# Calculus I - max/min, concavity

• SA32
In summary, The function f(x) = \sin^{2}{\frac{x}{6}} on the interval [-6π + 0.8, 6π/4 - 0.3] has a concave down region from -π/6 to π/6 and from 5π/6 to 11π/6. The global minimum occurs at -6π + 0.8 and 6π/4 - 0.3. The local maximum, which is not a global maximum, occurs at -π/2. The function is increasing from -6π + 0.8 to -π/6 and from 11π/6 to 6π/4 - 0
SA32
This problem is really frustrating me.
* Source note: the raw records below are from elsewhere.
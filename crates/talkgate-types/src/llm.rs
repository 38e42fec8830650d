//! LLM request/response types for Talkgate.
//!
//! These types model the data shapes exchanged with the Completion Gateway:
//! role-tagged messages, completion requests, usage tracking, and errors.
//! The gateway is request/response only; there is no streaming surface.

use serde::{Deserialize, Serialize};
use std::fmt;
use std::str::FromStr;

/// Role of a message in an LLM conversation.
///
/// Also used as the role of a persisted history turn.
#[derive(Debug, Clone, Copy, PartialEq, Eq, Serialize, Deserialize)]
#[serde(rename_all = "lowercase")]
pub enum MessageRole {
    System,
    User,
    Assistant,
}

impl fmt::Display for MessageRole {
    fn fmt(&self, f: &mut fmt::Formatter<'_>) -> fmt::Result {
        match self {
            MessageRole::System => write!(f, "system"),
            MessageRole::User => write!(f, "user"),
            MessageRole::Assistant => write!(f, "assistant"),
        }
    }
}

impl FromStr for MessageRole {
    type Err = String;

    fn from_str(s: &str) -> Result<Self, Self::Err> {
        match s.to_lowercase().as_str() {
            "system" => Ok(MessageRole::System),
            "user" => Ok(MessageRole::User),
            "assistant" => Ok(MessageRole::Assistant),
            other => Err(format!("invalid message role: '{other}'")),
        }
    }
}

/// A single message in an LLM conversation.
#[derive(Debug, Clone, PartialEq, Eq, Serialize, Deserialize)]
pub struct Message {
    pub role: MessageRole,
    pub content: String,
}

impl Message {
    pub fn new(role: MessageRole, content: impl Into<String>) -> Self {
        Self {
            role,
            content: content.into(),
        }
    }
}

/// Request to the Completion Gateway.
#[derive(Debug, Clone, Serialize, Deserialize)]
pub struct CompletionRequest {
    /// Model identifier; empty means "use the provider's configured model".
    pub model: String,
    pub messages: Vec<Message>,
    /// Maximum-output-size hint.
    pub max_tokens: u32,
    #[serde(skip_serializing_if = "Option::is_none")]
    pub temperature: Option<f64>,
}

/// Response from the Completion Gateway.
#[derive(Debug, Clone, Serialize, Deserialize)]
pub struct CompletionResponse {
    pub id: String,
    pub content: String,
    pub model: String,
    pub stop_reason: StopReason,
    pub usage: Usage,
}

/// Reason why the LLM stopped generating.
#[derive(Debug, Clone, PartialEq, Eq, Serialize, Deserialize)]
#[serde(rename_all = "snake_case")]
pub enum StopReason {
    EndTurn,
    MaxTokens,
    StopSequence,
    ContentFilter,
}

impl fmt::Display for StopReason {
    fn fmt(&self, f: &mut fmt::Formatter<'_>) -> fmt::Result {
        match self {
            StopReason::EndTurn => write!(f, "end_turn"),
            StopReason::MaxTokens => write!(f, "max_tokens"),
            StopReason::StopSequence => write!(f, "stop_sequence"),
            StopReason::ContentFilter => write!(f, "content_filter"),
        }
    }
}

/// Token usage for a completion request/response.
#[derive(Debug, Clone, Default, Serialize, Deserialize)]
pub struct Usage {
    pub input_tokens: u32,
    pub output_tokens: u32,
}

/// Errors from Completion Gateway operations.
#[derive(Debug, thiserror::Error)]
pub enum LlmError {
    #[error("provider error: {message}")]
    Provider { message: String },

    #[error("deserialization error: {0}")]
    Deserialization(String),

    #[error("rate limited (retry after {retry_after_ms:?}ms)")]
    RateLimited { retry_after_ms: Option<u64> },

    #[error("authentication failed")]
    AuthenticationFailed,

    #[error("context length exceeded: {0}")]
    ContextLengthExceeded(String),

    #[error("invalid request: {0}")]
    InvalidRequest(String),

    #[error("completion timed out after {timeout_ms}ms")]
    Timeout { timeout_ms: u64 },

    #[error("provider returned no choices")]
    EmptyResponse,
}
Any help is appreciated!

Answer the following questions for the function f(x) = $$\sin^{2}{\frac{x}{6}}$$ defined on the interval [-6π + 0.8, 6π/4 - 0.3].

A. f(x) is concave down on the region ____ to ____.
B. A global minimum for this function occurs at _____.
C. A local maximum for this function which is not a global maximum occurs at ____.
D. The function is increasing on ____ to ____ and on _____ to ____.

So I found the first derivative, $$2\sin{\frac{x}{6}}\cos{(\frac{x}{6})}\frac{1}{6}$$ which I thought I could simplify to $$\frac{1}{6}\sin{\frac{2x}{6}}$$

Then taking the second derivative gives, $$\frac{1}{18}\cos{\frac{2x}{6}}$$

Trig has never been my strong suit, and I guess the major problem I'm having here is the domain. I can't look at it and understand clearly what it means. It seems to me that there are several minima and maxima in that domain, but I don't remember sine or cosine graphs having local extrema that aren't also global extrema. I'm hazarding a guess that this means the graph isn't along the x-axis... like, it's either tilted toward the positive y values or the negative y values? Does that mean that the global minimum occurs at one of the end points? The phrasing of the question "A global minimum" suggests there is more than one of those, too, though. Confusing.

And for the local maximum... I think there's going to be more than one, so maybe I can just set the first derivative to zero and choose any of them.

As for concavity, I know I use the second derivative to find that, and the first derivative to find increasing/decreasing, but... I just don't know what to do in this case because I don't fully understand the domain. I tried looking at the unit circle but since the values for the domain aren't actually on it, it didn't really help.

Last edited:
If you're having trouble visualizing trigonometric domains, write an inequality with your second derivative and then solve it for the value of x (i.e. set your second derivative less than zero). You can determine domains of concavity more easily from there.

I suggest you graph the function, it is quite helpful. Rewrite your derivative as $$\frac{1}{6}sin(\frac{x}{3})$$ just so you understand easier what the trig function is doing when you set it to 0.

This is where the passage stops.